¿QUÉ PASÓ CON EL “QUE SE VAYAN TODOS”?
“Que se vayan todos... y volvieron muchos. Eso pasó”.
EDITORIAL
David Alos
9/24/2025


En diciembre de 2001, ese grito retumbaba en las calles, en los medios, en cada olla, en cada angustia, en cada barriada, en cada asamblea, en cada pancarta improvisada. No era un eslogan vacío: era el desahogo de un país que se había quedado sin derechos, sin futuro y sin dignidad. Una bronca acumulada tras años de políticas que nos dejaron al borde del abismo.

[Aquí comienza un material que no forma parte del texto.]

//! # tidews: an async RFC 6455 WebSocket engine for Tokio
//!
//! `tidews` turns any `AsyncRead + AsyncWrite` byte stream into a WebSocket
//! session: framed, masked and optionally compressed messages, with ping,
//! pong and close frames multiplexed alongside the data.
//!
//! ## Features
//!
//! - **Incremental codec**: frame headers and payloads are decoded across
//!   arbitrary read boundaries
//! - **Full-duplex sessions**: one read and one write may run at the same
//!   time; control replies cut in between the fragments of a large write
//! - **permessage-deflate** (RFC 7692) with context takeover negotiation
//! - **Graceful close** with echo, draining and per-role teardown under a
//!   timeout
//! - **Split halves** for reading and writing from different tasks
//!
//! ## Example
//!
//! ```ignore
//! use tidews::{Config, WebSocketServer};
//! use tokio::net::TcpListener;
//!
//! let listener = TcpListener::bind("127.0.0.1:9001").await?;
//! let server = WebSocketServer::new(Config::default());
//! let (tcp, _) = listener.accept().await?;
//! let (mut ws, _handshake) = server.accept(tcp).await?;
//!
//! let mut buf = bytes::BytesMut::new();
//! while let Ok(kind) = ws.read(&mut buf).await {
//!     ws.set_message_type(kind);
//!     ws.write(&buf).await?;
//!     buf.clear();
//! }
//! ```

use std::time::Duration;

mod block;

pub mod client;
pub mod deflate;
pub mod error;
pub mod frame;
pub mod handshake;
pub mod mask;
pub mod protocol;
pub mod server;
pub mod stream;
pub mod utf8;

pub use client::WebSocketClient;
pub use deflate::DeflateConfig;
pub use error::{CloseReason, Error, ProtocolError, Result};
pub use frame::{FrameHeader, OpCode};
pub use handshake::HandshakeResult;
pub use protocol::{ControlKind, Message, MessageType, Role};
pub use server::WebSocketServer;
pub use stream::{ReuniteError, WebSocketReader, WebSocketStream, WebSocketWriter, reunite};

/// Initial capacity of the receive buffer
pub const RECV_BUFFER_SIZE: usize = 16 * 1024;

/// Maximum WebSocket frame header size (2 + 8 + 4 = 14 bytes)
pub const MAX_FRAME_HEADER_SIZE: usize = 14;

/// Largest payload of a control frame
pub const MAX_CONTROL_PAYLOAD: usize = 125;

/// Medium message threshold (< 64KB uses 4-byte header)
pub const MEDIUM_MESSAGE_THRESHOLD: usize = 65535;

/// WebSocket GUID for handshake
pub const WS_GUID: &str = "258EAFA5-E914-47DA-95CA-C5AB0DC85B11";

/// Upper bound on the size of a handshake request or response head
pub const MAX_HANDSHAKE_SIZE: usize = 8192;

/// Smallest accepted write buffer size
pub const MIN_WRITE_BUFFER_SIZE: usize = 8;

/// WebSocket session configuration
#[derive(Debug, Clone)]
pub struct Config {
    /// Maximum size of a received message, after decompression (default: 16MB)
    pub max_message_size: usize,
    /// Size of outgoing frames when auto-fragmenting, and the compressor's
    /// output step (default: 4KB, minimum 8)
    pub write_buffer_size: usize,
    /// Split large outgoing messages into frames (default: true)
    pub auto_fragment: bool,
    /// permessage-deflate preferences; `None` disables the extension
    pub compression: Option<DeflateConfig>,
    /// Bound on the opening handshake (default: 30s)
    pub handshake_timeout: Option<Duration>,
    /// Fail the session when nothing is received for this long (default: off)
    pub idle_timeout: Option<Duration>,
    /// Send a ping after half the idle timeout (default: false)
    pub keep_alive_pings: bool,
    /// Bound on the closing handshake (default: 5s)
    pub close_timeout: Option<Duration>,
}

impl Default for Config {
    fn default() -> Self {
        Self {
            max_message_size: 16 * 1024 * 1024,
            write_buffer_size: 4096,
            auto_fragment: true,
            compression: None,
            handshake_timeout: Some(Duration::from_secs(30)),
            idle_timeout: None,
            keep_alive_pings: false,
            close_timeout: Some(Duration::from_secs(5)),
        }
    }
}

impl Config {
    /// Create a new config builder
    pub fn builder() -> ConfigBuilder {
        ConfigBuilder::new()
    }

    /// Config with no timeouts at all
    pub fn untimed() -> Self {
        Self {
            handshake_timeout: None,
            close_timeout: None,
            ..Self::default()
        }
    }

    pub(crate) fn write_buffer_size(&self) -> usize {
        self.write_buffer_size.max(MIN_WRITE_BUFFER_SIZE)
    }
}

/// Builder for [`Config`]
#[derive(Debug, Clone, Default)]
pub struct ConfigBuilder {
    config: Config,
}

impl ConfigBuilder {
    /// Create a new builder with default values
    pub fn new() -> Self {
        Self::default()
    }

    /// Set maximum message size
    pub fn max_message_size(mut self, size: usize) -> Self {
        self.config.max_message_size = size;
        self
    }

    /// Set the write buffer size (clamped to at least 8 bytes)
    pub fn write_buffer_size(mut self, size: usize) -> Self {
        self.config.write_buffer_size = size.max(MIN_WRITE_BUFFER_SIZE);
        self
    }

    /// Enable or disable auto-fragmentation of outgoing messages
    pub fn auto_fragment(mut self, enabled: bool) -> Self {
        self.config.auto_fragment = enabled;
        self
    }

    /// Offer (client) or accept (server) permessage-deflate
    pub fn compression(mut self, deflate: DeflateConfig) -> Self {
        self.config.compression = Some(deflate);
        self
    }

    /// Set the handshake timeout; `None` waits forever
    pub fn handshake_timeout(mut self, timeout: Option<Duration>) -> Self {
        self.config.handshake_timeout = timeout;
        self
    }

    /// Set the idle timeout; `None` disables it
    pub fn idle_timeout(mut self, timeout: Option<Duration>) -> Self {
        self.config.idle_timeout = timeout;
        self
    }

    /// Send keep-alive pings when the connection is idle
    pub fn keep_alive_pings(mut self, enabled: bool) -> Self {
        self.config.keep_alive_pings = enabled;
        self
    }

    /// Set the close handshake timeout; `None` waits forever
    pub fn close_timeout(mut self, timeout: Option<Duration>) -> Self {
        self.config.close_timeout = timeout;
        self
    }

    /// Build the config
    pub fn build(self) -> Config {
        self.config
    }
}

/// Prelude module for convenient imports
pub mod prelude {
    pub use crate::Config;
    pub use crate::client::WebSocketClient;
    pub use crate::deflate::DeflateConfig;
    pub use crate::error::{CloseReason, Error, Result};
    pub use crate::protocol::{Message, MessageType, Role};
    pub use crate::server::WebSocketServer;
    pub use crate::stream::{WebSocketReader, WebSocketStream, WebSocketWriter};
}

Veinticuatro años después, parece que parte de ese deseo se cumplió: se fueron, sí... pero volvieron. Algunos con otros nombres, otros reciclados, otros en versión familiar. Y algunos, directamente, los mismos. Lo que no se fue nunca fue lo esencial: la impunidad, la corrupción, los privilegios, la desigualdad estructural y un neoliberalismo que siempre encuentra la manera de reposicionarse.
El déjà vu argentino
AUTOR
David Alos
En 2001 se denunciaba la crisis de representatividad: nadie representaba a nadie, la política entera estaba bajo sospecha, ojo, no la casta, la clase política en su conjunto. Hoy, la diferencia es que la desconfianza se administró mejor: los políticos se maquillaron, se cambiaron de discurso, de partido, de ropaje… pero no de lógica. Lo importante sigue siendo asegurarse poder y réditos. La renovación fue casi siempre cosmética.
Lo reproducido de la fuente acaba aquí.